Composée de 3 fois 33 chants (plus un chant d’introduction), la Divine Comédie narre l’itinéraire fictif de Dante, sous la tutelle des trois saintes femmes, Marie, sainte Lucie et Béatrice, dans l’outre-tombe, en l’an jubilaire 1300. Le voyage commence la nuit du jeudi au vendredi saint et s’achève au purgatoire le mercredi saint (au paradis le jour est éternel et ne compte plus). Après Énée et saint Paul, venus, l’un y chercher la preuve providentielle de la mission impériale de Rome, l’autre en champion de la foi chrétienne, Dante est le troisième homme à qui il ait été donné de parcourir l’outre-tombe, afin de rappeler à la mémoire de l’humanité corrompue l’indissoluble unité des deux institutions, voulues par Dieu, de l’Église et de l’Empire.
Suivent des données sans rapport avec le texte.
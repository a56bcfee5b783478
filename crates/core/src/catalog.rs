//! Client-side product filtering.
//!
//! The store returns the whole catalog ordered by name; narrowing it by a
//! search term happens locally. The management table shows everything that
//! matches, while the point-of-sale grid also hides products with no stock.

use crate::models::Product;

/// Case-insensitive substring match on the product name. An empty or blank
/// term matches everything.
#[must_use]
pub fn name_matches(product: &Product, term: &str) -> bool {
    let term = term.trim();
    term.is_empty() || product.name.to_lowercase().contains(&term.to_lowercase())
}

/// Products whose name matches `term`, in catalog order.
#[must_use]
pub fn filter_by_name<'a>(products: &'a [Product], term: &str) -> Vec<&'a Product> {
    products
        .iter()
        .filter(|product| name_matches(product, term))
        .collect()
}

/// Products a cashier can sell: name matches `term` and stock is positive.
#[must_use]
pub fn purchasable<'a>(products: &'a [Product], term: &str) -> Vec<&'a Product> {
    products
        .iter()
        .filter(|product| product.is_in_stock() && name_matches(product, term))
        .collect()
}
L’Enfer, gouffre provoqué par la chute de Lucifer, a la forme d’un gigantesque entonnoir dont la plus large circonférence a pour centre Jérusalem (lieu de la passion du Christ) et dont la pointe inférieure se trouve au centre de la terre (lieu dont la totale obscurité est négation de Dieu, qui est lumière). Il est divisé en 9 terrasses, ou cercles concentriques. Aux antipodes de Jérusalem surgit l’île montagneuse du Purgatoire, dont la masse correspond à celle de la terre, déplacée par la chute de Lucifer. La base de cette montagne (ou Antépurgatoire) plonge dans l’atmosphère, au-dessus de laquelle s’élève la cime du Purgatoire proprement dit, échelonné en 7 terrasses, ou girons, au sommet desquels s’étend le luxuriant plateau du Paradis terrestre, d’où Dante et Béatrice s’envolent successivement à travers les 9 ciels du Paradis, jusqu’à l’empyrée.

J.-M. G.

➙ Florence / Italie.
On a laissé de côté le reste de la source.